Price is the main drawback (versus Alden calf), There are issues with Alden's conservative styling, but if you already like Alden, that's not an issue.


----------



## tmack3 (Jan 14, 2006)

i have a pair alden 6 eyelet norwegians from alden of carmel. they took no more than 3 wearings to break-in. super comfortable and they look awesome. aldens are usually too conservative in looks for me, but the quality and comfort is top notch.


----------



## medwards (Feb 6, 2005)

There are some who find shell cordovan a bit too warm for summer wear (though I am not among them). There was also a recent thread on shell cordovan in inclement weather and how some members found that rain created discoloration or spots on their shoes. Here again, I have had a different experience and actually have a pair of cordovan shoes that I wear specifically on rainy days. Good cordovan is very robust, can stand up to a great deal of wear, and -- if properly cared for -- last a very long time.


----------



## lee_44106 (Apr 10, 2006)

If you're like me, once you try shell cordovan you won't go back to calf; well, maybe quality calf on sale. The Alden #8 shells are just beautiful, substantial, and different. They are the ONLY clothing items I'm willing to pay retail at this point.


----------



## alcon (Apr 15, 2005)

Is there an Alden shell cordovan tie dress shoe that is not considered "gun boat?"


----------



## cpac (Mar 25, 2005)

alcon said:


> Is there an Alden shell cordovan tie dress shoe that is not considered "gun boat?"


I think the plain toe bals I got from the shop on madison actually look fairly sleek. Not as exaggerated as some lobb or eg, but not in the "gunboat" club either.


----------



## rick lombardo (Mar 4, 2006)

I am fairly new to the art of shoe purchasing, but in liitle time did I realize how much I love my Santoni and Florshiem Imperial Cordovan shoes. No break in period of major note needed and I may add less than my calf shoes. My next purchase will try to be a whiskey shell blucher when I see it at a fair price.
Go my son ...Purchase the cordovan. You will not be dissapointed.


----------



## arenn (Dec 29, 2003)

I believe Alden sells some cordovan on the Aberdeen last, which is definitely less chunky than the Barrie.

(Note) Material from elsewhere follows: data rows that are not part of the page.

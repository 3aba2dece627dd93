//! Persistent sequence cursor.
//!
//! The cursor is the only value that survives deep sleep and software
//! restarts. It lives in a single retained 32-bit word so that every update
//! is one aligned store: a reset either lands before the store or after it,
//! never in the middle.
//!
//! The word carries a tag in its upper bits. Retained memory comes up with
//! arbitrary contents after a true power-on, so any word without the tag is
//! treated as a cold boot and resumes at [`PowerState::INITIAL`].

use core::{fmt, str::FromStr};

use crate::sequence::PowerState;

/// Tag occupying the upper 24 bits of a valid retained word.
pub const CURSOR_TAG: u32 = 0xB007_5E00;

const TAG_MASK: u32 = 0xFFFF_FF00;
const STATE_MASK: u32 = 0x0000_00FF;

/// Encoding of the cursor inside one retained word.
#[derive(Copy, Clone, Debug, Eq, PartialEq)]
pub struct RetainedWord(u32);

impl RetainedWord {
    /// Encodes a state together with the validity tag.
    pub const fn encode(state: PowerState) -> Self {
        Self(CURSOR_TAG | state.to_raw() as u32)
    }

    /// Wraps a raw word read back from retained memory.
    pub const fn from_bits(bits: u32) -> Self {
        Self(bits)
    }

    /// Raw word written to retained memory.
    pub const fn bits(self) -> u32 {
        self.0
    }

    /// Decodes the word, returning `None` for untagged or out-of-range values.
    pub const fn decode(self) -> Option<PowerState> {
        if self.0 & TAG_MASK != CURSOR_TAG {
            return None;
        }
        PowerState::from_raw((self.0 & STATE_MASK) as u8)
    }
}

/// Where the controller resumes after a boot.
#[derive(Copy, Clone, Debug, Eq, PartialEq)]
pub struct ResumePoint {
    pub state: PowerState,
    /// `true` when no valid cursor was found and the initial state was assumed.
    pub cold: bool,
}

impl ResumePoint {
    pub const fn resumed(state: PowerState) -> Self {
        Self { state, cold: false }
    }

    pub const fn cold_boot() -> Self {
        Self {
            state: PowerState::INITIAL,
            cold: true,
        }
    }
}

/// Narrow load/store interface over the retained cursor.
pub trait CursorStore {
    /// Returns the state to execute next.
    fn load_cursor(&self) -> PowerState;

    /// Commits the state to execute next.
    fn store_cursor(&mut self, state: PowerState);

    /// Describes the resume point, including whether it came from a cold boot.
    fn resume_point(&self) -> ResumePoint {
        ResumePoint::resumed(self.load_cursor())
    }
}

impl<S: CursorStore + ?Sized> CursorStore for &mut S {
    fn load_cursor(&self) -> PowerState {
        (**self).load_cursor()
    }

    fn store_cursor(&mut self, state: PowerState) {
        (**self).store_cursor(state);
    }

    fn resume_point(&self) -> ResumePoint {
        (**self).resume_point()
    }
}

/// One word of memory that survives the power transitions being benchmarked.
///
/// Implementations must perform each write as a single store.
pub trait RetainedCell {
    fn read_word(&self) -> u32;
    fn write_word(&mut self, word: u32);
}

/// [`CursorStore`] backed by a tagged [`RetainedCell`].
#[derive(Debug)]
pub struct RetainedCursor<R> {
    cell: R,
}

impl<R: RetainedCell> RetainedCursor<R> {
    pub const fn new(cell: R) -> Self {
        Self { cell }
    }

    /// Discards whatever the cell holds so the next load is a cold boot.
    pub fn force_cold_boot(&mut self) {
        self.cell.write_word(0);
    }

    /// Returns the backing cell.
    pub fn cell(&self) -> &R {
        &self.cell
    }

    /// Returns the backing cell mutably.
    pub fn cell_mut(&mut self) -> &mut R {
        &mut self.cell
    }

    /// Consumes the store and returns the backing cell.
    pub fn into_cell(self) -> R {
        self.cell
    }
}

impl<R: RetainedCell> CursorStore for RetainedCursor<R> {
    fn load_cursor(&self) -> PowerState {
        self.resume_point().state
    }

    fn store_cursor(&mut self, state: PowerState) {
        self.cell.write_word(RetainedWord::encode(state).bits());
    }

    fn resume_point(&self) -> ResumePoint {
        RetainedWord::from_bits(self.cell.read_word())
            .decode()
            .map_or_else(ResumePoint::cold_boot, ResumePoint::resumed)
    }
}

/// Plain in-memory cell used by tests and host tooling.
#[derive(Copy, Clone, Debug, Default, Eq, PartialEq)]
pub struct MemoryCell {
    word: u32,
    writes: usize,
}

impl MemoryCell {
    /// A cell holding no valid cursor.
    pub const fn new() -> Self {
        Self { word: 0, writes: 0 }
    }

    /// Number of writes performed so far.
    pub const fn writes(&self) -> usize {
        self.writes
    }

    /// Overwrites the raw word without counting it as a controller write.
    pub fn corrupt(&mut self, word: u32) {
        self.word = word;
    }
}

impl RetainedCell for MemoryCell {
    fn read_word(&self) -> u32 {
        self.word
    }

    fn write_word(&mut self, word: u32) {
        self.word = word;
        self.writes = self.writes.saturating_add(1);
    }
}

/// In-memory cursor store that tests can fault-inject against.
pub type MemoryCursor = RetainedCursor<MemoryCell>;

impl MemoryCursor {
    /// Store as found after a true power-on.
    pub const fn cold_boot() -> Self {
        RetainedCursor::new(MemoryCell::new())
    }

    /// Store already holding `state`.
    pub fn with_state(state: PowerState) -> Self {
        let mut cell = MemoryCell::new();
        cell.corrupt(RetainedWord::encode(state).bits());
        RetainedCursor::new(cell)
    }

    /// Raw retained word.
    pub fn raw(&self) -> u32 {
        self.cell.read_word()
    }

    /// Replaces the raw retained word, simulating a torn or garbage value.
    pub fn corrupt(&mut self, word: u32) {
        self.cell.corrupt(word);
    }

    /// Number of cursor writes performed so far.
    pub fn writes(&self) -> usize {
        self.cell.writes()
    }
}

/// What the `Reset` state commits before restarting the device.
///
/// A software restart keeps retained memory intact, so the committed value is
/// what the next boot sees.
#[derive(Copy, Clone, Debug, Default, Eq, PartialEq)]
pub enum RestartPolicy {
    /// Leave the cursor at `Reset`: every boot restarts again.
    #[default]
    HoldCursor,
    /// Commit `Idle` before restarting so the cycle starts over.
    WrapToIdle,
}

impl RestartPolicy {
    /// State committed when `state` begins executing.
    pub const fn committed_after(self, state: PowerState) -> PowerState {
        match (self, state) {
            (RestartPolicy::HoldCursor, PowerState::Reset) => PowerState::Reset,
            _ => state.next(),
        }
    }

    pub const fn tag(self) -> &'static str {
        match self {
            RestartPolicy::HoldCursor => "hold",
            RestartPolicy::WrapToIdle => "wrap",
        }
    }
}

impl fmt::Display for RestartPolicy {
    fn fmt(&self, f: &mut fmt::Formatter<'_>) -> fmt::Result {
        f.write_str(self.tag())
    }
}

/// Error returned when a restart policy tag is not recognised.
#[derive(Copy, Clone, Debug, Eq, PartialEq)]
pub struct UnknownRestartPolicy;

impl fmt::Display for UnknownRestartPolicy {
    fn fmt(&self, f: &mut fmt::Formatter<'_>) -> fmt::Result {
        f.write_str("expected restart policy `hold` or `wrap`")
    }
}

impl FromStr for RestartPolicy {
    type Err = UnknownRestartPolicy;

    fn from_str(value: &str) -> Result<Self, Self::Err> {
        if value.eq_ignore_ascii_case("hold") {
            Ok(RestartPolicy::HoldCursor)
        } else if value.eq_ignore_ascii_case("wrap") {
            Ok(RestartPolicy::WrapToIdle)
        } else {
            Err(UnknownRestartPolicy)
        }
    }
}

#[cfg(test)]
mod tests {
    use super::*;
    use crate::sequence::ALL_STATES;

    #[test]
    fn cold_boot_resumes_at_idle() {
        let cursor = MemoryCursor::cold_boot();
        assert_eq!(cursor.resume_point(), ResumePoint::cold_boot());
        assert_eq!(cursor.load_cursor(), PowerState::Idle);
    }

    #[test]
    fn stored_state_survives_reload() {
        for state in ALL_STATES {
            let mut cursor = MemoryCursor::cold_boot();
            cursor.store_cursor(state);
            let cell = cursor.into_cell();

            let reloaded = RetainedCursor::new(cell);
            assert_eq!(reloaded.resume_point(), ResumePoint::resumed(state));
        }
    }

    #[test]
    fn garbage_words_decode_as_cold_boot() {
        let mut cursor = MemoryCursor::with_state(PowerState::WifiUpload);
        cursor.corrupt(0xDEAD_BEEF);
        assert!(cursor.resume_point().cold);

        cursor.corrupt(CURSOR_TAG | 0x40);
        assert_eq!(cursor.load_cursor(), PowerState::Idle);
        assert!(cursor.resume_point().cold);
    }

    #[test]
    fn force_cold_boot_clears_the_word() {
        let mut cursor = MemoryCursor::with_state(PowerState::Reset);
        cursor.force_cold_boot();
        assert!(cursor.resume_point().cold);
        assert_eq!(cursor.writes(), 1);
    }

    #[test]
    fn restart_policy_decides_what_reset_commits() {
        assert_eq!(
            RestartPolicy::HoldCursor.committed_after(PowerState::Reset),
            PowerState::Reset
        );
        assert_eq!(
            RestartPolicy::WrapToIdle.committed_after(PowerState::Reset),
            PowerState::Idle
        );
        for state in &ALL_STATES[..ALL_STATES.len() - 1] {
            assert_eq!(
                RestartPolicy::HoldCursor.committed_after(*state),
                state.next()
            );
        }
        assert_eq!("WRAP".parse::<RestartPolicy>(), Ok(RestartPolicy::WrapToIdle));
        assert_eq!("never".parse::<RestartPolicy>(), Err(UnknownRestartPolicy));
    }
}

Personally, I love cordovan for the unique colors. The color 8, the cigar, and whiskey are all lovely - and there are other rare colors as well. I've got a pair of AE Brentwoods in Merlot that I wear frequently and I must say that the color looks so fake next to a rich color 8 shell. I would not be as inclined to go with the shell for black, but I hear some are fans.


----------



## mcarthur (Jul 18, 2005)

*shell cordovan*

I would highly recommend shell cordovan shoes. They age beautiful and last a life time. Very easy to maintain. Shell cordovan shoes are very contagious.


----------



## eagle2250 (Mar 24, 2006)

Alcon, you will never find shoes that are more durable or easier to maintain, than a pair of cordovan leather footgear. Cordovan shoes can weigh a bit more than a calfskin version of the same shoe but, the difference is not that significant and, once broken in, they are just as comfortable as calfskin shoes. Should you make the leap to cordovan, it is a decision you will not regret!


----------



## 6waters (Mar 7, 2005)

I bought my first pair of Alden Chukkas (Barrie Last) in Whiskey this fall, and I agree that the break in time was very fast. The shoes felt great right from the start. Of course I wore them on carpet for about 20 minutes because after dropping $500+ I wanted to be super sure that the fit was good. I ordered them from one of the San Francisco shops because the local Chicago outlet can't get the Whiskey color.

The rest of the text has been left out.